- **WHAT THE TASK ASKS**
Going through the data below, tally every line where the string "bool" occurs, then give only the tally.

[Stored data entries]

........

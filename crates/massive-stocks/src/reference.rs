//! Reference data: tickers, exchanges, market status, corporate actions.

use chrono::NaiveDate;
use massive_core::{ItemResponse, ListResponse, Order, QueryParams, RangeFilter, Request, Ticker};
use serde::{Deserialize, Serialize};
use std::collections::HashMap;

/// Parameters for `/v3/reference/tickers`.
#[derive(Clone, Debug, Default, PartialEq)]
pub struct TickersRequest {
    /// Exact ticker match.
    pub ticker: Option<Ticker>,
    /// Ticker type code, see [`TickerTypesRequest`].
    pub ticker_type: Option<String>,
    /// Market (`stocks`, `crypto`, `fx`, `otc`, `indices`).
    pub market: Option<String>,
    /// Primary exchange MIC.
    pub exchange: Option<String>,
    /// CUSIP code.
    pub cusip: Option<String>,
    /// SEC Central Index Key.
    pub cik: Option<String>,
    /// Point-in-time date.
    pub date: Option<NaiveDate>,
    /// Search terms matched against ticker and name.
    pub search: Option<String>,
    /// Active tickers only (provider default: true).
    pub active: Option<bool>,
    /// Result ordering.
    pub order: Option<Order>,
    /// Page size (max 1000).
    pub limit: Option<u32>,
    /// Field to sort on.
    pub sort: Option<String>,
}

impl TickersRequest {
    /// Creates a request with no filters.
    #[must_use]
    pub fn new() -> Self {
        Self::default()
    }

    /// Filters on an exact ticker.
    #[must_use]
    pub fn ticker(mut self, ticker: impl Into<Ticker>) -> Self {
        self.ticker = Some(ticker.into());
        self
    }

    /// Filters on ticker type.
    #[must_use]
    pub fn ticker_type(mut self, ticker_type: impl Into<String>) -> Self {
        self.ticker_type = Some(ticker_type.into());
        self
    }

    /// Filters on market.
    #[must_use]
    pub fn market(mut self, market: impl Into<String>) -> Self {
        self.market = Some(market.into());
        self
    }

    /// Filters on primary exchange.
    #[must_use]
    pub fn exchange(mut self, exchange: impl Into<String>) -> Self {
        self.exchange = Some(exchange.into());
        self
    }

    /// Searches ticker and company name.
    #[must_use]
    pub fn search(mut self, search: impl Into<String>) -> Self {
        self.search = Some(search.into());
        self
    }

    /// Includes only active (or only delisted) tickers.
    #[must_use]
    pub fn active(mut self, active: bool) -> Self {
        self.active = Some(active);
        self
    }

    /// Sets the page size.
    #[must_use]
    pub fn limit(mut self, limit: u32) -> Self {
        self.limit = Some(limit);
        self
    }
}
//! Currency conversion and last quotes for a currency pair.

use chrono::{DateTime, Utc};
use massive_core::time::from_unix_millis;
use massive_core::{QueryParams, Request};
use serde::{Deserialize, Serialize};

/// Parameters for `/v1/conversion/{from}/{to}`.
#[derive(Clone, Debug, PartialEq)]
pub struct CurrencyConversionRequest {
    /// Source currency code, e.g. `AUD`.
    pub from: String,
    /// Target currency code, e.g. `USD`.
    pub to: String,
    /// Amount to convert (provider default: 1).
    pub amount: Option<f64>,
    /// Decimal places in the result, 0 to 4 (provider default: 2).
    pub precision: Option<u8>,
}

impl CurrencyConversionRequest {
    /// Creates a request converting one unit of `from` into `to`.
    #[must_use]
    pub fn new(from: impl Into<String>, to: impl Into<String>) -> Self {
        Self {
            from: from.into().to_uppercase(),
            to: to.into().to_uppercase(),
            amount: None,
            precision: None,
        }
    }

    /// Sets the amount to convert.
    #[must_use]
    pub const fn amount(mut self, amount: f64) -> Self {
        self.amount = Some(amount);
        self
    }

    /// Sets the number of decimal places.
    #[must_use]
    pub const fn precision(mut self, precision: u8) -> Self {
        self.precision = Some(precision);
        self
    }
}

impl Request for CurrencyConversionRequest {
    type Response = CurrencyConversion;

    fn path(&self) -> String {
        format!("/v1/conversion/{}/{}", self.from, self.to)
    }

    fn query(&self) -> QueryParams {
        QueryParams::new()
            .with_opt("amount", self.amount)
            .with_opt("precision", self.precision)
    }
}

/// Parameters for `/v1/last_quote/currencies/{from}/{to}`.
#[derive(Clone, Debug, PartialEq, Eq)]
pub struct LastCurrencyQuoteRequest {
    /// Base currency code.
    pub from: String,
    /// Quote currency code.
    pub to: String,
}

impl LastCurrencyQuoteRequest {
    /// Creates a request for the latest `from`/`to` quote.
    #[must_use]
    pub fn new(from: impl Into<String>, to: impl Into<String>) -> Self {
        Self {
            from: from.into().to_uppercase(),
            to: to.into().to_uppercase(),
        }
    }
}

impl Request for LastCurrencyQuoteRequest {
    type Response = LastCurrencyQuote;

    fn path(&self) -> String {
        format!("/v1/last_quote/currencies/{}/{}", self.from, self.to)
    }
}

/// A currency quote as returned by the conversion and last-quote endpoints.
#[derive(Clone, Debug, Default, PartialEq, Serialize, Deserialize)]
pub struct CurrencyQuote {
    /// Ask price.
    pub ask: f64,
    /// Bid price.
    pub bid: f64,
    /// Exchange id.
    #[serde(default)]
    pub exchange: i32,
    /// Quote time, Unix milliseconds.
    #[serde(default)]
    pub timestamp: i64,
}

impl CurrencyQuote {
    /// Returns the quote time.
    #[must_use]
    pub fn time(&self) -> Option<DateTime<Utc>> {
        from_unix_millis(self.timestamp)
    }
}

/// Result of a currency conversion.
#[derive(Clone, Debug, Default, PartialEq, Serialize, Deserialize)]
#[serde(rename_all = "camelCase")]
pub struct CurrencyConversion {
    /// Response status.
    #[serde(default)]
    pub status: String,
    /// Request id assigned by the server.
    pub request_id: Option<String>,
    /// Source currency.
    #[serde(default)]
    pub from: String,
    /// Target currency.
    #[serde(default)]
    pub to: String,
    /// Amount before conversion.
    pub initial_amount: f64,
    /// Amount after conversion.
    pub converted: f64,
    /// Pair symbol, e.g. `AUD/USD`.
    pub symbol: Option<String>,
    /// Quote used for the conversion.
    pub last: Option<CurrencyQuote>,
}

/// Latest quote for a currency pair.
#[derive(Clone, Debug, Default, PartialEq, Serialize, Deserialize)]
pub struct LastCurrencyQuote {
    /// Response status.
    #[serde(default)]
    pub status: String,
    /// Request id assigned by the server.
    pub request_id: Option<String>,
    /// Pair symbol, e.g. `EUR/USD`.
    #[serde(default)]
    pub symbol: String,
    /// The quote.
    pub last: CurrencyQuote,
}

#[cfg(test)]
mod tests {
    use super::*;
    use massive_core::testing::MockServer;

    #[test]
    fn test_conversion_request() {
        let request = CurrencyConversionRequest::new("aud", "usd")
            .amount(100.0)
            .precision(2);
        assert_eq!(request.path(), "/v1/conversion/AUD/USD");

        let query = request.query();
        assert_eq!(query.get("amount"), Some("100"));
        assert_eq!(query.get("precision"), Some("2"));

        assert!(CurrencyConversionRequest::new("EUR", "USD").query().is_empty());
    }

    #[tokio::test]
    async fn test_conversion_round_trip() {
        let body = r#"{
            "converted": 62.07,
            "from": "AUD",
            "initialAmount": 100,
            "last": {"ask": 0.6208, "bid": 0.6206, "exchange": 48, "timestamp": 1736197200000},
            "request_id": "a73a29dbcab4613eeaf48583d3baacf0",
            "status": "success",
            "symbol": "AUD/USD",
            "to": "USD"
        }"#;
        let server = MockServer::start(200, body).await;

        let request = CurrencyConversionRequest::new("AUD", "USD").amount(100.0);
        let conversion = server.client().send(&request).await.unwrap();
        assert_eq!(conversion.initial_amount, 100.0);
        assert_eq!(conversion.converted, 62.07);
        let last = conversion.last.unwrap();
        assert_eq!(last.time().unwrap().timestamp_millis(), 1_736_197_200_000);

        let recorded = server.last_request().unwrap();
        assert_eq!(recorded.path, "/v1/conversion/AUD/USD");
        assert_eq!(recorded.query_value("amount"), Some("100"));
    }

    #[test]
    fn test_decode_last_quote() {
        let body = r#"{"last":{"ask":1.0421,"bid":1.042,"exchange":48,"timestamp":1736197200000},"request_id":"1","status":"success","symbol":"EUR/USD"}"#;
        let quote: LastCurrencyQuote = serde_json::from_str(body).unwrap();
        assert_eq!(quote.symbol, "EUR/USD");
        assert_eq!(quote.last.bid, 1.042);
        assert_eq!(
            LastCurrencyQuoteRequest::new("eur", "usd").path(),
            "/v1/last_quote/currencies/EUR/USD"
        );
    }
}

........

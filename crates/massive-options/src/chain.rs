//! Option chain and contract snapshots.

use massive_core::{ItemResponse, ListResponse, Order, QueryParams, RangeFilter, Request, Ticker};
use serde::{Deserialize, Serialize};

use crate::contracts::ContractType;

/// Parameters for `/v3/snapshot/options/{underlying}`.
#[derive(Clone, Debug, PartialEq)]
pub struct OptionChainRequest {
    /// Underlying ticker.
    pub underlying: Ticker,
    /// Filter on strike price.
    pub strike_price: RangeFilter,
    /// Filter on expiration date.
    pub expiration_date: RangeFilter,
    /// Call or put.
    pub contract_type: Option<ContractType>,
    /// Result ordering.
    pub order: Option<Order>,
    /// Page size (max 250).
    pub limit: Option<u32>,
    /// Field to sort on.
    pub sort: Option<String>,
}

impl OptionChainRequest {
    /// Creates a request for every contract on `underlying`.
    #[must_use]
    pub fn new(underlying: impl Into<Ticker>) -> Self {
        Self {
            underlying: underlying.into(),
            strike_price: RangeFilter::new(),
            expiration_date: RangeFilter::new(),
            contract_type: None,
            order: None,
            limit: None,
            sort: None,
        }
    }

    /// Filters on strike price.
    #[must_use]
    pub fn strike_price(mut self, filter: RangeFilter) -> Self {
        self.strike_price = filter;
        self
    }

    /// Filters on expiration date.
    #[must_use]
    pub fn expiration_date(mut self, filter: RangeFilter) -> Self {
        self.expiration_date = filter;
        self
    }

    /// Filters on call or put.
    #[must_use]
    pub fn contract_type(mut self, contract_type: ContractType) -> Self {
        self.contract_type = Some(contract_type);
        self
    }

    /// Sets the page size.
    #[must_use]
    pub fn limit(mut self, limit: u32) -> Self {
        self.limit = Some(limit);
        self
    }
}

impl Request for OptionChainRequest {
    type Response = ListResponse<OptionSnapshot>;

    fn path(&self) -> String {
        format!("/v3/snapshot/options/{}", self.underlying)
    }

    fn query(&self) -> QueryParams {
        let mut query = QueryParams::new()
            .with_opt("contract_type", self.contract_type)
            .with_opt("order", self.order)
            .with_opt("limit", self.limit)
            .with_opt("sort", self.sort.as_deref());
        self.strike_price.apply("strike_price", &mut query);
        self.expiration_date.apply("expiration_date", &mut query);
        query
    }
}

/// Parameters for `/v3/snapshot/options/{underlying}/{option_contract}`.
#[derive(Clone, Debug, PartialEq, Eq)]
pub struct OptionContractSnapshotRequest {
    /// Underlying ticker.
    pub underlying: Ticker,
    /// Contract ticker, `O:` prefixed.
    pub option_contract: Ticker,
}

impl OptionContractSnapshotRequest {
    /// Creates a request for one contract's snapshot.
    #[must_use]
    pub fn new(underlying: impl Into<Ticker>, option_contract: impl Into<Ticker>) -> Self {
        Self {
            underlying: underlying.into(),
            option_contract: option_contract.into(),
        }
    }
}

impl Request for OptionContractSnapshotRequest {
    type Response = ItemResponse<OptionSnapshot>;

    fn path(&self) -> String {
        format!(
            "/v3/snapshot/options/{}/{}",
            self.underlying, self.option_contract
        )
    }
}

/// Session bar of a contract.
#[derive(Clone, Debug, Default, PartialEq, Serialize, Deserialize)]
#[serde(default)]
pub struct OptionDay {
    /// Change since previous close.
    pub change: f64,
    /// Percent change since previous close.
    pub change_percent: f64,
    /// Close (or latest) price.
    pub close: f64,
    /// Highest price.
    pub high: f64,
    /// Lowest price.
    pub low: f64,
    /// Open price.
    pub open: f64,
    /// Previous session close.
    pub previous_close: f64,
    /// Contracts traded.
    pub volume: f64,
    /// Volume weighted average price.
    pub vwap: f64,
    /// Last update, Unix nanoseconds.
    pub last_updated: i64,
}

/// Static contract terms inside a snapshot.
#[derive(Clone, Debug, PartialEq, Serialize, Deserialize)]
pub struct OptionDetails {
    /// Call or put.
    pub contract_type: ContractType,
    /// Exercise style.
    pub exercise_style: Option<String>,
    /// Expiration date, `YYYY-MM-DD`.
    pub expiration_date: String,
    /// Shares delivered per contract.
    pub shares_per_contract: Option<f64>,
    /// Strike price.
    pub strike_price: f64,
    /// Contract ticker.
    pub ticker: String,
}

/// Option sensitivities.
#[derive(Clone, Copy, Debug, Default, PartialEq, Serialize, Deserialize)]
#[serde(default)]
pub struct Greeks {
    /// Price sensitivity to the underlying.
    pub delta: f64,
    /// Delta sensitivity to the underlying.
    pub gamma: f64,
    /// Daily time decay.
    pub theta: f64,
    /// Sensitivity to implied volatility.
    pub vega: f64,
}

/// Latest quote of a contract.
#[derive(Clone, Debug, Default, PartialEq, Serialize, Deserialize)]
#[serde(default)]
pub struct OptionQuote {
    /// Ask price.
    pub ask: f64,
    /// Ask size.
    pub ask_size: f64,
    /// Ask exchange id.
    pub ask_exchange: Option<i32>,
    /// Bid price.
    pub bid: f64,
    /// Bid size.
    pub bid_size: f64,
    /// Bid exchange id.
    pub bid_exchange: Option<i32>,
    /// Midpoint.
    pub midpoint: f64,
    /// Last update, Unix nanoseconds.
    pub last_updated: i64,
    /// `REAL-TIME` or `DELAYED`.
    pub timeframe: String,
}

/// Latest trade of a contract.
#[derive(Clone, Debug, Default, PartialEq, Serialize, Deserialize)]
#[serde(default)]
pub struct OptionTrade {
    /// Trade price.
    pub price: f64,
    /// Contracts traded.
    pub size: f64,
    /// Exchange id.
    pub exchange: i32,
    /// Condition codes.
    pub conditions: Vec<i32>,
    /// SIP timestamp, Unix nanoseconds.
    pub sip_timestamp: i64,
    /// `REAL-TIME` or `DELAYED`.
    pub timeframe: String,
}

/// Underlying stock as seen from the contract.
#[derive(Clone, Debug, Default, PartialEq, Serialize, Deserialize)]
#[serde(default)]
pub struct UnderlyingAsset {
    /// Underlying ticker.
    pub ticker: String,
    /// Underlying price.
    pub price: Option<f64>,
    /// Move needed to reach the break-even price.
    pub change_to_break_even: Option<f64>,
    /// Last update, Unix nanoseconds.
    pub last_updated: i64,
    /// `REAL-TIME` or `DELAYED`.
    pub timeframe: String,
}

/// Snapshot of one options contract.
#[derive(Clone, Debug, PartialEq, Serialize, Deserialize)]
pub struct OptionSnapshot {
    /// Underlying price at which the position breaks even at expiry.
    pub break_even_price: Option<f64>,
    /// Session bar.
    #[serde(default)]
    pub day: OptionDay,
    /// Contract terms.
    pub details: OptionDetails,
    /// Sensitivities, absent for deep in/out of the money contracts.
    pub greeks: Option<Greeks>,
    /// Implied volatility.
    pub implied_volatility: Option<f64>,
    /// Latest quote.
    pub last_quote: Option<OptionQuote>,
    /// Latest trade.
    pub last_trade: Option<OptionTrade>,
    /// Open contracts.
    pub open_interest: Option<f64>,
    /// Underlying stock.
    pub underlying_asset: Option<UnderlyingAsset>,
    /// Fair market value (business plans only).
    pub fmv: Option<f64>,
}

........

- **OUTPUT**
2